Count lines, not occurrences: report how many lines in the records hold the string "caller", and nothing else.

____

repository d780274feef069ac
use std::collections::BTreeSet;

use serde_json::Value;

use crate::JobId;

/// Bookmarked job ids.
#[derive(Debug, Clone, PartialEq, Eq, Default)]
pub struct SavedJobs {
    ids: BTreeSet<JobId>,
}

impl SavedJobs {
    pub fn new() -> Self {
        Self::default()
    }

    /// Decodes the persisted JSON array; non-string entries are skipped and
    /// any other shape yields an empty set.
    pub fn from_json(value: &Value) -> Self {
        let ids = value
            .as_array()
            .map(|items| {
                items
                    .iter()
                    .filter_map(Value::as_str)
                    .map(ToOwned::to_owned)
                    .collect()
            })
            .unwrap_or_default();
        Self { ids }
    }

    pub fn to_json(&self) -> Value {
        Value::Array(self.ids.iter().cloned().map(Value::String).collect())
    }

    pub fn contains(&self, id: &str) -> bool {
        self.ids.contains(id)
    }

    /// Flips membership of `id`; returns whether it is saved afterwards.
    pub fn toggle(&mut self, id: &str) -> bool {
        if self.ids.remove(id) {
            false
        } else {
            self.ids.insert(id.to_owned());
            true
        }
    }

    pub fn len(&self) -> usize {
        self.ids.len()
    }

    pub fn is_empty(&self) -> bool {
        self.ids.is_empty()
    }

    pub fn ids(&self) -> Vec<JobId> {
        self.ids.iter().cloned().collect()
    }
}

impl FromIterator<JobId> for SavedJobs {
    fn from_iter<I: IntoIterator<Item = JobId>>(iter: I) -> Self {
        Self {
            ids: iter.into_iter().collect(),
        }
    }
}
use std::fs;
use std::path::{Path, PathBuf};

use serde::Deserialize;
use tracker_logging::{tracker_info, tracker_warn};

use super::logging::{LogDestination, LogLevel};

pub const CONFIG_FILENAME: &str = "job_tracker.ron";

/// Session configuration, read from `job_tracker.ron` in the working directory.
#[derive(Debug, Clone, PartialEq, Deserialize)]
#[serde(default)]
pub struct AppConfig {
    /// Directory holding one file per storage key.
    pub storage_dir: PathBuf,
    /// External catalog; the embedded demo catalog is used when absent.
    pub catalog_path: Option<PathBuf>,
    pub saved_jobs_key: String,
    pub preferences_key: String,
    /// Per-value byte limit for the file store.
    pub storage_quota_bytes: Option<usize>,
    pub log_destination: LogDestination,
    pub log_level: LogLevel,
    /// Path the session opens on start.
    pub initial_path: String,
}

impl Default for AppConfig {
    fn default() -> Self {
        Self {
            storage_dir: PathBuf::from("./.job_tracker"),
            catalog_path: None,
            saved_jobs_key: "jobTrackerSavedJobs".to_string(),
            preferences_key: "jobTrackerPreferences".to_string(),
            storage_quota_bytes: None,
            log_destination: LogDestination::File,
            log_level: LogLevel::Info,
            initial_path: "/".to_string(),
        }
    }
}

impl AppConfig {
    pub fn parse(text: &str) -> Result<Self, ron::error::SpannedError> {
        ron::from_str(text)
    }

    /// Missing file yields defaults; a malformed one is reported and ignored.
    ///
    /// Runs before the logger exists, so problems are returned as a warning
    /// for the caller to log once logging is up.
    pub fn load(path: &Path) -> (Self, Option<String>) {
        let text = match fs::read_to_string(path) {
            Ok(text) => text,
            Err(err) if err.kind() == std::io::ErrorKind::NotFound => {
                return (Self::default(), None);
            }
            Err(err) => {
                return (
                    Self::default(),
                    Some(format!("Failed to read config {:?}: {}", path, err)),
                );
            }
        };

        match Self::parse(&text) {
            Ok(config) => (config, None),
            Err(err) => (
                Self::default(),
                Some(format!("Failed to parse config {:?}: {}", path, err)),
            ),
        }
    }

    pub fn log_summary(&self, warning: Option<&str>) {
        if let Some(warning) = warning {
            tracker_warn!("{}; using defaults", warning);
        }
        tracker_info!(
            "Config: storage_dir={:?} catalog={:?} initial_path={}",
            self.storage_dir,
            self.catalog_path,
            self.initial_path
        );
    }
}
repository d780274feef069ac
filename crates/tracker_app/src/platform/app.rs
use tracker_core::{update, AppState, Catalog, Msg};
use tracker_logging::{next_event_turn, tracker_debug, tracker_info, tracker_trace};

use super::dom::DomHost;
use super::effects::EffectRunner;
use super::events::{self, DomEvent};
use super::persistence::Storage;
use super::router;
use super::ui::layout;
use super::ui::render::RenderContext;

/// One page session: state, the document it renders into, and the effect runner.
pub struct App<H: DomHost> {
    state: AppState,
    host: H,
    effects: EffectRunner,
    ctx: RenderContext,
}

impl<H: DomHost> App<H> {
    /// Loads both stores, builds the shell and applies the route for the host's current path.
    pub fn start(catalog: Catalog, storage: Storage, mut host: H, ctx: RenderContext) -> Self {
        let preferences = storage.load_preferences();
        let saved = storage.load_saved();
        let path = host.location_path();
        tracker_info!(
            "Starting session at {} ({} jobs, {} saved, preferences active: {})",
            path,
            catalog.len(),
            saved.len(),
            preferences.is_active()
        );

        let state = AppState::new(catalog, preferences, saved, &path);
        host.apply_all(layout::initial_commands());

        let mut app = Self {
            state,
            host,
            effects: EffectRunner::new(storage),
            ctx,
        };
        app.flush_render();
        app
    }

    #[cfg(test)]
    pub fn state(&self) -> &AppState {
        &self.state
    }

    pub fn host(&self) -> &H {
        &self.host
    }

    pub fn host_mut(&mut self) -> &mut H {
        &mut self.host
    }

    /// Runs one event to completion: translate, update, effects, render.
    pub fn handle_event(&mut self, event: DomEvent) {
        let turn = next_event_turn();
        let msg = events::to_msg(event);
        if msg == Msg::NoOp {
            tracker_trace!("turn={} ignored event", turn);
            return;
        }
        tracker_debug!("turn={} dispatch {:?}", turn, msg);
        self.dispatch(msg);
    }

    fn dispatch(&mut self, msg: Msg) {
        let state = std::mem::take(&mut self.state);
        let (state, effects) = update(state, msg);
        self.state = state;
        self.effects.run(effects, &mut self.host);
        self.flush_render();
    }

    fn flush_render(&mut self) {
        let redraw = self.state.consume_redraw();
        if redraw.is_empty() {
            return;
        }
        let commands = router::render(&self.state, redraw, &self.ctx);
        tracker_trace!("render {:?} -> {} commands", redraw, commands.len());
        self.host.apply_all(commands);
    }
}
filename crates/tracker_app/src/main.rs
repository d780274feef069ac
mod platform;

fn main() -> anyhow::Result<()> {
    platform::run_app()
}
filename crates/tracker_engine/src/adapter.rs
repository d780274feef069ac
use serde::Serialize;
use serde_json::Value;
use tracker_logging::{tracker_debug, tracker_warn};

use crate::KeyValueStore;

/// JSON on top of a [`KeyValueStore`] that fails closed.
///
/// Loads report "absent" for a missing key, unreadable storage, or malformed
/// JSON; saves that fail are logged and dropped, leaving the caller's
/// in-memory state as the only copy for the session.
pub struct PersistenceAdapter {
    store: Box<dyn KeyValueStore>,
}

impl PersistenceAdapter {
    pub fn new(store: impl KeyValueStore + 'static) -> Self {
        Self {
            store: Box::new(store),
        }
    }

    pub fn store(&self) -> &dyn KeyValueStore {
        self.store.as_ref()
    }

    pub fn load(&self, key: &str) -> Option<Value> {
        let text = match self.store.get(key) {
            Ok(Some(text)) => text,
            Ok(None) => {
                tracker_debug!("No stored value for {:?}", key);
                return None;
            }
            Err(err) => {
                tracker_warn!("Failed to read {:?} from storage: {}", key, err);
                return None;
            }
        };

        match serde_json::from_str(&text) {
            Ok(value) => Some(value),
            Err(err) => {
                tracker_warn!("Ignoring malformed JSON stored under {:?}: {}", key, err);
                None
            }
        }
    }

    /// Returns whether the value reached storage.
    pub fn save<T: Serialize + ?Sized>(&mut self, key: &str, value: &T) -> bool {
        let text = match serde_json::to_string(value) {
            Ok(text) => text,
            Err(err) => {
                tracker_warn!("Failed to serialize value for {:?}: {}", key, err);
                return false;
            }
        };

        match self.store.set(key, &text) {
            Ok(()) => {
                tracker_debug!("Stored {} bytes under {:?}", text.len(), key);
                true
            }
            Err(err) => {
                tracker_warn!("Failed to write {:?} to storage: {}", key, err);
                false
            }
        }
    }
}
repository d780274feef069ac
use std::fs;
use std::io;
use std::path::{Path, PathBuf};

use crate::{AtomicFileWriter, KeyValueStore, StoreError};

const VALUE_EXTENSION: &str = "json";

/// One file per key under a storage directory.
#[derive(Debug, Clone)]
pub struct FileStore {
    writer: AtomicFileWriter,
    /// Per-value byte limit, mirroring browser storage quotas.
    quota: Option<usize>,
}

impl FileStore {
    pub fn new(dir: impl Into<PathBuf>) -> Self {
        Self {
            writer: AtomicFileWriter::new(dir.into()),
            quota: None,
        }
    }

    pub fn with_quota(mut self, limit: usize) -> Self {
        self.quota = Some(limit);
        self
    }

    pub fn dir(&self) -> &Path {
        self.writer.dir()
    }

    fn filename(key: &str) -> Result<String, StoreError> {
        let valid = !key.is_empty()
            && key
                .chars()
                .all(|c| c.is_ascii_alphanumeric() || matches!(c, '_' | '-' | '.'))
            && !key.starts_with('.');
        if valid {
            Ok(format!("{key}.{VALUE_EXTENSION}"))
        } else {
            Err(StoreError::InvalidKey(key.to_string()))
        }
    }
}

impl KeyValueStore for FileStore {
    fn get(&self, key: &str) -> Result<Option<String>, StoreError> {
        let path = self.dir().join(Self::filename(key)?);
        match fs::read_to_string(&path) {
            Ok(text) => Ok(Some(text)),
            Err(err) if err.kind() == io::ErrorKind::NotFound => Ok(None),
            Err(err) => Err(StoreError::Io(err)),
        }
    }

    fn set(&mut self, key: &str, value: &str) -> Result<(), StoreError> {
        let filename = Self::filename(key)?;
        if let Some(limit) = self.quota {
            if value.len() > limit {
                return Err(StoreError::QuotaExceeded {
                    key: key.to_string(),
                    needed: value.len(),
                    limit,
                });
            }
        }
        self.writer.write(&filename, value)?;
        Ok(())
    }
}
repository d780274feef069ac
use url::Url;

use crate::{
    resolve, AppState, Choice, Effect, Experience, JobSource, Msg, PreferenceEdit, Preferences,
    Route, SortMode, WorkMode,
};

/// Pure update function: applies a message to state and returns any effects.
pub fn update(mut state: AppState, msg: Msg) -> (AppState, Vec<Effect>) {
    let effects = match msg {
        Msg::Navigate(route) => navigate(&mut state, route),
        Msg::PathOpened(path) => {
            let route = resolve(&path);
            let mut effects = Vec::new();
            if path != state.current_path {
                effects.push(Effect::PushHistory {
                    state: route.id().to_owned(),
                    path: path.clone(),
                });
                state.current_path = path;
            }
            enter_route(&mut state, route);
            effects
        }
        Msg::HistoryPopped {
            state: history_state,
            path,
        } => {
            let route = Route::from_history(history_state.as_deref(), &path);
            state.current_path = path;
            enter_route(&mut state, route);
            Vec::new()
        }
        Msg::KeywordChanged(keyword) => {
            state.filters.keyword = keyword;
            state.redraw.results = true;
            Vec::new()
        }
        Msg::LocationFilterChanged(value) => {
            state.filters.location = Choice::from_control(&value, |v| Some(v.to_owned()));
            state.redraw.results = true;
            Vec::new()
        }
        Msg::ModeFilterChanged(value) => {
            state.filters.mode = Choice::from_control(&value, WorkMode::parse);
            state.redraw.results = true;
            Vec::new()
        }
        Msg::ExperienceFilterChanged(value) => {
            state.filters.experience = Choice::from_control(&value, Experience::parse);
            state.redraw.results = true;
            Vec::new()
        }
        Msg::SourceFilterChanged(value) => {
            state.filters.source = Choice::from_control(&value, JobSource::parse);
            state.redraw.results = true;
            Vec::new()
        }
        Msg::SortChanged(value) => {
            state.filters.sort = SortMode::parse(&value).unwrap_or_default();
            state.redraw.results = true;
            Vec::new()
        }
        Msg::OnlyMatchesToggled(enabled) => {
            state.filters.only_matches = enabled;
            state.redraw.results = true;
            Vec::new()
        }
        Msg::SaveToggled { job_id } => {
            if !state.catalog.contains(&job_id) {
                return (state, Vec::new());
            }
            state.saved.toggle(&job_id);
            state.redraw.results = true;
            if state.modal.as_deref() == Some(job_id.as_str()) {
                state.redraw.modal = true;
            }
            vec![Effect::PersistSaved(state.saved.ids())]
        }
        Msg::ApplyClicked { job_id } => state
            .catalog
            .find(&job_id)
            .and_then(|job| apply_target(&job.apply_url))
            .map(|url| vec![Effect::OpenExternal { url }])
            .unwrap_or_default(),
        Msg::JobViewed { job_id } => {
            if state.catalog.contains(&job_id) {
                state.modal = Some(job_id);
                state.redraw.modal = true;
            }
            Vec::new()
        }
        Msg::ModalClosed => {
            state.close_modal();
            Vec::new()
        }
        Msg::PreferenceEdited(edit) => {
            let mut next = state.preferences.clone();
            apply_edit(&mut next, edit);
            if next == state.preferences {
                return (state, Vec::new());
            }
            state.preferences = next;
            state.redraw.results = true;
            vec![Effect::PersistPreferences(state.preferences.clone())]
        }
        Msg::PreferencesReset => {
            state.preferences = Preferences::default();
            state.redraw.page = true;
            vec![Effect::PersistPreferences(state.preferences.clone())]
        }
        Msg::NoOp => Vec::new(),
    };

    (state, effects)
}

fn navigate(state: &mut AppState, route: Route) -> Vec<Effect> {
    let mut effects = Vec::new();
    // Re-navigating to the current route re-renders without a new history entry.
    if route != state.route {
        if let Some(path) = route.path() {
            effects.push(Effect::PushHistory {
                state: route.id().to_owned(),
                path: path.to_owned(),
            });
            state.current_path = path.to_owned();
        }
    }
    enter_route(state, route);
    effects
}

fn enter_route(state: &mut AppState, route: Route) {
    state.route = route;
    state.close_modal();
    state.redraw.page = true;
}

fn apply_edit(prefs: &mut Preferences, edit: PreferenceEdit) {
    match edit {
        PreferenceEdit::RoleKeywords(text) => prefs.role_keywords = text,
        PreferenceEdit::Location { location, selected } => {
            if selected {
                prefs.preferred_locations.insert(location);
            } else {
                prefs.preferred_locations.remove(&location);
            }
        }
        PreferenceEdit::Mode { mode, selected } => {
            if let Some(mode) = WorkMode::parse(&mode) {
                if selected {
                    prefs.preferred_modes.insert(mode);
                } else {
                    prefs.preferred_modes.remove(&mode);
                }
            }
        }
        PreferenceEdit::ExperienceLevel(value) => {
            prefs.experience_level = Choice::from_control(&value, Experience::parse)
                .exact()
                .copied();
        }
        PreferenceEdit::Skills(text) => prefs.skills = text,
        PreferenceEdit::MinMatchScore(value) => {
            if let Ok(score) = value.trim().parse::<i64>() {
                prefs.set_min_match_score(score);
            }
        }
    }
}

/// Only absolute http(s) links are opened.
fn apply_target(raw: &str) -> Option<String> {
    let url = Url::parse(raw.trim()).ok()?;
    matches!(url.scheme(), "http" | "https").then(|| url.into())
}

____

Result:
2